X-PLUG / Youku-mPLUG

Youku-mPLUG: A 10 Million Large-scale Chinese Video-Language Pre-training Dataset and Benchmarks
Apache License 2.0
284 stars 11 forks source link

下载Youku-AliceMind的文件名与caption文件里的名字不同要怎么匹配? #27

Open Science2AI-TaoXu opened 6 months ago

Science2AI-TaoXu commented 6 months ago
1715869599182 1715869616587
dai-yutong commented 5 months ago

I'm facing the same issue. How are the filenames mapped?

dai-yutong commented 5 months ago

I'm facing the same issue. How are the filenames mapped?

I have solved my problem.

from datasets.utils.file_utils import hash_url_to_filename url = f"public-unzip-dataset/modelscope/Youku-AliceMind/master/{filename_in_csv}" new_filename = hash_url_to_filename(url)

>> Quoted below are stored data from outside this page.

// © 2022-2024 Jacob Riddle (ElementalAlchemist)
//
// This Source Code Form is subject to the terms of the Mozilla Public
// License, v. 2.0. If a copy of the MPL was not distributed with this
// file, You can obtain one at https://mozilla.org/MPL/2.0/.

use crate::generator::{GenerationFailure, QuizGenerator};
use crate::quiz::{AnswerOutcome, QuizData};
use crate::random::RandomSource;
use crate::ratio::ContrastRatio;

/// The live state of a quiz: the round being shown and what's needed to make the next one.
///
/// Only the current round is kept. Callers sharing a session between threads need to put it
/// behind a lock, since advancing replaces the round.
#[derive(Debug)]
pub struct QuizSession<R> {
	rng: R,
	generator: QuizGenerator,
	current: QuizData,
	round: u64,
}

impl<R: RandomSource> QuizSession<R> {
	pub fn new(rng: R) -> Result<Self, GenerationFailure> {
		Self::with_generator(rng, QuizGenerator::default())
	}

	pub fn with_generator(mut rng: R, generator: QuizGenerator) -> Result<Self, GenerationFailure> {
		let current = generator.generate(&mut rng)?;
		Ok(Self {
			rng,
			generator,
			current,
			round: 1,
		})
	}

	pub fn current(&self) -> &QuizData {
		&self.current
	}

	/// The 1-based number of the current round.
	pub fn round(&self) -> u64 {
		self.round
	}

	/// Replaces the current round with a new one.
	///
	/// If generation fails, the current round is kept.
	pub fn advance(&mut self) -> Result<&QuizData, GenerationFailure> {
		self.current = self.generator.generate(&mut self.rng)?;
		self.round += 1;
		Ok(&self.current)
	}

	/// Scores a guess for the current round without moving on.
	pub fn answer(&self, guess: ContrastRatio) -> AnswerOutcome {
		self.current.check_answer(guess)
	}
}
// © 2022-2024 Jacob Riddle (ElementalAlchemist)
//
// This Source Code Form is subject to the terms of the Mozilla Public
// License, v. 2.0. If a copy of the MPL was not distributed with this
// file, You can obtain one at https://mozilla.org/MPL/2.0/.

use approx::assert_relative_eq;
use contrast::contrast;
use contrast_quiz_shared::{
	color_contrast, complementary_luminances, generate_quiz_data, grayscale_color, luminance, Color,
	ContrastRatio, GenerationFailure, QuizGenerator, QuizSession, RandomSource, MAX_ATTEMPTS,
};
use rand::rngs::StdRng;
use rand::{Rng, SeedableRng};
use rgb::RGB8;
use std::collections::HashSet;
use std::num::NonZeroU32;

/// Chooses 7:1 and then only offers colors whose luminance has no partner at that ratio.
struct Unsolvable {
	calls: usize,
}

impl RandomSource for Unsolvable {
	fn next_unit(&mut self) -> f64 {
		self.calls += 1;
		if self.calls == 1 {
			0.8
		} else {
			0.4845
		}
	}
}

#[test]
fn generated_rounds_match_their_contrast() {
	let mut rng = StdRng::seed_from_u64(2024);
	for _ in 0..2000 {
		let quiz_data = generate_quiz_data(&mut rng).unwrap();
		let measured = quiz_data.measured_contrast();
		assert!(
			(measured - quiz_data.contrast().value()).abs() < 1e-6,
			"{:?} measures {}",
			quiz_data,
			measured
		);
	}
}

#[test]
fn generated_channels_are_in_range() {
	let mut rng = StdRng::seed_from_u64(99);
	for _ in 0..2000 {
		let quiz_data = generate_quiz_data(&mut rng).unwrap();
		for color in [quiz_data.background_color(), quiz_data.text_color()] {
			assert!(color.channels().iter().all(|channel| (0.0..=255.0).contains(channel)));
			assert!(Color::new(color.red(), color.green(), color.blue()).is_ok());
		}
	}
}

#[test]
fn every_ratio_gets_generated() {
	let mut rng = StdRng::seed_from_u64(5);
	let seen: HashSet<ContrastRatio> = (0..400)
		.map(|_| generate_quiz_data(&mut rng).unwrap().contrast())
		.collect();
	assert_eq!(seen.len(), ContrastRatio::ALL.len());
	assert!(seen.iter().all(|ratio| ContrastRatio::ALL.contains(ratio)));
}

#[test]
fn one_color_of_each_round_is_gray() {
	let mut rng = StdRng::seed_from_u64(11);
	for _ in 0..500 {
		let quiz_data = generate_quiz_data(&mut rng).unwrap();
		assert!(quiz_data.background_color().is_gray() || quiz_data.text_color().is_gray());
	}
}

#[test]
fn background_is_lighter_about_half_the_time() {
	let mut rng = StdRng::seed_from_u64(314);
	let rounds = 4000;
	let lighter_backgrounds = (0..rounds)
		.filter(|_| generate_quiz_data(&mut rng).unwrap().background_is_lighter())
		.count();
	let share = lighter_backgrounds as f64 / rounds as f64;
	assert!((0.45..0.55).contains(&share), "lighter background share was {}", share);
}

#[test]
fn unsolvable_source_fails_at_the_bound() {
	let mut rng = Unsolvable { calls: 0 };
	let failure = generate_quiz_data(&mut rng).unwrap_err();
	assert_eq!(
		failure,
		GenerationFailure {
			contrast: ContrastRatio::Seven,
			attempts: MAX_ATTEMPTS,
		}
	);
	assert_eq!(rng.calls, 1 + 3 * MAX_ATTEMPTS as usize);
}

#[test]
fn session_with_unsolvable_source_fails_to_start() {
	let generator = QuizGenerator::with_max_attempts(NonZeroU32::new(10).unwrap());
	let result = QuizSession::with_generator(Unsolvable { calls: 0 }, generator);
	assert!(result.is_err());
}

#[test]
fn session_rounds_are_all_valid() {
	let mut session = QuizSession::new(StdRng::seed_from_u64(8)).unwrap();
	for round in 2..=50 {
		let quiz_data = session.advance().unwrap();
		assert!((quiz_data.measured_contrast() - quiz_data.contrast().value()).abs() < 1e-6);
		assert_eq!(session.round(), round);
	}
}

#[test]
fn solver_literal_cases() {
	let candidates = complementary_luminances(0.5, ContrastRatio::Three);
	assert_eq!(candidates.len(), 1);
	assert_relative_eq!(candidates[0], 0.55 / 3.0 - 0.05, epsilon = 1e-12);

	let candidates = complementary_luminances(1.0, ContrastRatio::Seven);
	assert_eq!(candidates.len(), 1);
	assert_relative_eq!(candidates[0], 0.1, epsilon = 1e-12);
}

#[test]
fn solved_grays_reach_the_target() {
	let mut rng = StdRng::seed_from_u64(77);
	for _ in 0..1000 {
		let known: f64 = rng.gen();
		for ratio in ContrastRatio::ALL {
			for candidate in complementary_luminances(known, ratio) {
				let gray = grayscale_color(candidate);
				assert_relative_eq!(luminance(&gray), candidate, epsilon = 1e-6);
			}
		}
	}
}

#[test]
fn contrast_agrees_with_contrast_crate() {
	let mut rng = StdRng::seed_from_u64(1);
	for _ in 0..500 {
		let a = RGB8::new(rng.gen(), rng.gen(), rng.gen());
		let b = RGB8::new(rng.gen(), rng.gen(), rng.gen());
		let expected: f64 = contrast(a, b);
		assert_relative_eq!(color_contrast(&a.into(), &b.into()), expected, epsilon = 1e-6);
	}
}

#[test]
fn quiz_data_survives_json() {
	let quiz_data = generate_quiz_data(&mut StdRng::seed_from_u64(6)).unwrap();
	let json = serde_json::to_string(&quiz_data).unwrap();
	let parsed: contrast_quiz_shared::QuizData = serde_json::from_str(&json).unwrap();
	assert_eq!(parsed.contrast(), quiz_data.contrast());
	assert_relative_eq!(
		parsed.measured_contrast(),
		quiz_data.measured_contrast(),
		epsilon = 1e-9
	);
}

Sun-light-W commented 4 months ago

I'm facing the same issue. How are the filenames mapped?

I have solved my problem.

from datasets.utils.file_utils import hash_url_to_filename url = f"public-unzip-dataset/modelscope/Youku-AliceMind/master/{filename_in_csv}" new_filename = hash_url_to_filename(url)

I used this method but the resulting new_filename was not found in my data_files directory

dai-yutong commented 4 months ago

I'm facing the same issue. How are the filenames mapped?

I have solved my problem. from datasets.utils.file_utils import hash_url_to_filename url = f"public-unzip-dataset/modelscope/Youku-AliceMind/master/{filename_in_csv}" new_filename = hash_url_to_filename(url)

I used this method but the resulting new_filename was not found in my data_files directory

Maybe you can enter the directory of the modelscope package, find the file "msdatasets/utils/oss_utils.py", find the code filename = hash_url_to_filename(file_oss_key, etag=None), print file_oss_key and filename when you run MsDataset.load.